**WHAT THE TASK ASKS:** Determine how many lines in the entries below contain "value", and output only that number.

Data items:
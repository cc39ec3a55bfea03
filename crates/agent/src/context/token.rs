//! Token estimation utilities.
//!
//! Uses a character-based heuristic: ~4 characters per token, rounded up.
//! It never calls a tokenizer or the network because it runs on every trim
//! decision, every round, for every message and every tool schema.
//!
//! The free functions use [`EstimationConfig::DEFAULT`]; a [`TokenEstimator`]
//! carries configured constants.

use openloop_config::EstimationConfig;
use openloop_core::message::Message;
use openloop_core::provider::ToolDefinition;

/// Estimates token counts with a fixed set of constants.
#[derive(Debug, Clone, Copy, PartialEq, Eq)]
pub struct TokenEstimator {
    config: EstimationConfig,
}

impl TokenEstimator {
    pub const DEFAULT: Self = Self::new(EstimationConfig::DEFAULT);

    pub const fn new(config: EstimationConfig) -> Self {
        Self { config }
    }

    pub fn config(&self) -> &EstimationConfig {
        &self.config
    }

    /// Estimate the token count for a string. Empty text is zero.
    pub fn tokens(&self, text: &str) -> usize {
        text.len().div_ceil(self.config.chars_per_token.max(1))
    }

    /// Tokens of a JSON value's compact serialization; unserializable values cost nothing.
    fn json_tokens<T: serde::Serialize + ?Sized>(&self, value: &T) -> usize {
        serde_json::to_string(value)
            .map(|json| self.tokens(&json))
            .unwrap_or(0)
    }

    /// Estimate tokens for a single message including framing.
    pub fn message(&self, message: &Message) -> usize {
        let mut total = self.config.message_overhead + self.tokens(&message.content);

        for call in &message.tool_calls {
            total += self.tokens(&call.name)
                + self.json_tokens(&call.arguments)
                + self.config.tool_call_overhead;
        }

        if let Some(id) = message.tool_call_id.as_deref() {
            total += self.tokens(id) + self.config.tool_result_overhead;
        }

        total
    }

    /// Estimate tokens for a slice of messages.
    pub fn messages(&self, messages: &[Message]) -> usize {
        messages.iter().map(|m| self.message(m)).sum()
    }

    /// Estimate tokens for one tool definition.
    pub fn tool(&self, tool: &ToolDefinition) -> usize {
        self.tokens(&tool.name)
            + self.tokens(&tool.description)
            + self.json_tokens(&tool.parameters)
            + self.config.tool_definition_overhead
    }

    /// Estimate tokens for a tool catalog.
    pub fn tools(&self, tools: &[ToolDefinition]) -> usize {
        tools.iter().map(|t| self.tool(t)).sum()
    }
}

impl Default for TokenEstimator {
    fn default() -> Self {
        Self::DEFAULT
    }
}

/// Estimate the token count for a string.
///
/// Heuristic: 1 token ≈ 4 characters. Rounds up.
pub fn estimate_tokens(text: &str) -> usize {
    TokenEstimator::DEFAULT.tokens(text)
}

/// Estimate tokens for a single message including per-message overhead.
pub fn estimate_message_tokens(message: &Message) -> usize {
    TokenEstimator::DEFAULT.message(message)
}

/// Estimate tokens for a slice of messages.
pub fn estimate_messages_tokens(messages: &[Message]) -> usize {
    TokenEstimator::DEFAULT.messages(messages)
}

/// Estimate tokens for a tool definition.
pub fn estimate_tool_tokens(tool: &ToolDefinition) -> usize {
    TokenEstimator::DEFAULT.tool(tool)
}

/// Estimate tokens for a slice of tool definitions.
pub fn estimate_tools_tokens(tools: &[ToolDefinition]) -> usize {
    TokenEstimator::DEFAULT.tools(tools)
}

**RESPONSE AREA:** 3